Sam Khok (สามโคก, /th/) is a district (amphoe) in the northern part of Pathum Thani province, central Thailand, about 50 kilometres north of Bangkok.

==History==
Mueang Sam Khok is an ancient city, dating to the early-Ayutthaya Kingdom. It was called Thung Phaya Muang before King Uthong established the kingdom in 1350. The first written evidence of its existence—the law on official seals dated 1632—occurs in the reign of King Prasat Thong.

In 1660, a group of Mon people migrated to Ayutthaya because they were oppressed by Burmese rule in their homeland. King Narai the Great provided the area of Mueang Sam Khok for them to establish a new town. Later a further immigration of Mon people to Thailand happened in the reign of King Taksin the Great in 1774 and King Phutthaloetla Naphalai (Rama II) in 1815. Some immigrants settled at Sam Khok, others moved to Pak Kret, Nonthaburi province and Phra Pa Daeng, Samut Prakan province.

In 1726 a book entitled, Oud En Niew Oost-Indien was published in Holland by the Dutch cartographer, De Groote.
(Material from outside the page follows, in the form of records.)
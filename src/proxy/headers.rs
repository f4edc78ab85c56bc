//! Header handling: sensitive-value redaction for audit copies and the
//! hop-by-hop strip list for forwarding.

use std::collections::BTreeMap;

/// Marker substituted for sensitive header values in audit entries.
pub const REDACTION_MARKER: &str = "[redacted]";

/// Reserved header prefix; anything under it is treated as sensitive.
pub const SENSITIVE_HEADER_PREFIX: &str = "x-crucible-";

const SENSITIVE_NAMES: &[&str] = &[
    "authorization",
    "cookie",
    "set-cookie",
    "proxy-authorization",
];

/// Redacts sensitive header values in audit copies. The request actually
/// sent upstream is never modified.
#[derive(Debug, Clone)]
pub struct HeaderFilter {
    enabled: bool,
}

impl HeaderFilter {
    pub fn new(enabled: bool) -> Self {
        Self { enabled }
    }

    /// Whether a header name counts as sensitive.
    pub fn is_sensitive(&self, name: &str) -> bool {
        let name = name.to_lowercase();
        SENSITIVE_NAMES.contains(&name.as_str()) || name.starts_with(SENSITIVE_HEADER_PREFIX)
    }

    /// Produce the audit copy of a header map, redacting sensitive values
    /// when filtering is enabled.
    pub fn audit_copy<'a>(
        &self,
        headers: impl Iterator<Item = (&'a str, &'a str)>,
    ) -> BTreeMap<String, String> {
        headers
            .map(|(name, value)| {
                let name = name.to_lowercase();
                let value = if self.enabled && self.is_sensitive(&name) {
                    REDACTION_MARKER.to_string()
                } else {
                    value.to_string()
                };
                (name, value)
            })
            .collect()
    }
}

impl Default for HeaderFilter {
    fn default() -> Self {
        Self::new(true)
    }
}

/// Check if a header is hop-by-hop (must not be forwarded upstream).
pub fn is_hop_by_hop_header(name: &str) -> bool {
    matches!(
        name.to_lowercase().as_str(),
        "connection"
            | "keep-alive"
            | "proxy-authenticate"
            | "proxy-authorization"
            | "proxy-connection"
            | "te"
            | "trailers"
            | "transfer-encoding"
            | "upgrade"
    )
}

#[cfg(test)]
mod tests {
    use super::*;

    #[test]
    fn test_sensitive_names() {
        let filter = HeaderFilter::default();
        assert!(filter.is_sensitive("authorization"));
        assert!(filter.is_sensitive("Authorization"));
        assert!(filter.is_sensitive("cookie"));
        assert!(filter.is_sensitive("set-cookie"));
        assert!(filter.is_sensitive("proxy-authorization"));
        assert!(filter.is_sensitive("x-crucible-token"));
        assert!(filter.is_sensitive("X-Crucible-Anything"));

        assert!(!filter.is_sensitive("content-type"));
        assert!(!filter.is_sensitive("accept"));
    }

    #[test]
    fn test_audit_copy_redacts() {
        let filter = HeaderFilter::new(true);
        let headers = vec![
            ("Authorization", "Bearer sk-secret"),
            ("Content-Type", "application/json"),
        ];
        let copy = filter.audit_copy(headers.into_iter());

        assert_eq!(copy["authorization"], REDACTION_MARKER);
        assert_eq!(copy["content-type"], "application/json");
    }

    #[test]
    fn test_audit_copy_disabled_keeps_values() {
        let filter = HeaderFilter::new(false);
        let headers = vec![("Authorization", "Bearer sk-secret")];
        let copy = filter.audit_copy(headers.into_iter());
        assert_eq!(copy["authorization"], "Bearer sk-secret");
    }

    #[test]
    fn test_hop_by_hop_headers() {
        assert!(is_hop_by_hop_header("connection"));
        assert!(is_hop_by_hop_header("Connection"));
        assert!(is_hop_by_hop_header("transfer-encoding"));
        assert!(!is_hop_by_hop_header("content-type"));
        assert!(!is_hop_by_hop_header("authorization"));
    }
}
In it, De Groote's map called "Siamese Rievier Menam" describes Sam Khok as a Potte Bakkers Drop ('pottery-making village'). Sam Khok is still known for its Mon earthenware jars. The name Sam Khok, meaning 'three mounds', refers to the three mounds used to produce jars.

When King Phutthaloetla Naphalai visited Sam Khok in 1815 for the kathin (Buddhist robe ceremony) and rub bua (lotus presentation) the local Mon people gave him many lotus flowers. Impressed by their devotion, the king renamed the city Prathum Thani, meaning 'city of lotus'. At the same time, the king upgraded the city to a third-class city. King Vajiravudh (Rama VI) later renamed the city Pathum Thani, but the meaning is unchanged.

King Chulalongkorn (Rama V) changed the status of the city to Sam Khok District in 1898.

==Geography==
Neighbouring districts are (from the north clockwise): Lat Bua Luang and Bang Sai of Ayutthaya province; Khlong Luang, Mueang Pathum Thani, and Lat Lum Kaeo of Pathum Thani Province.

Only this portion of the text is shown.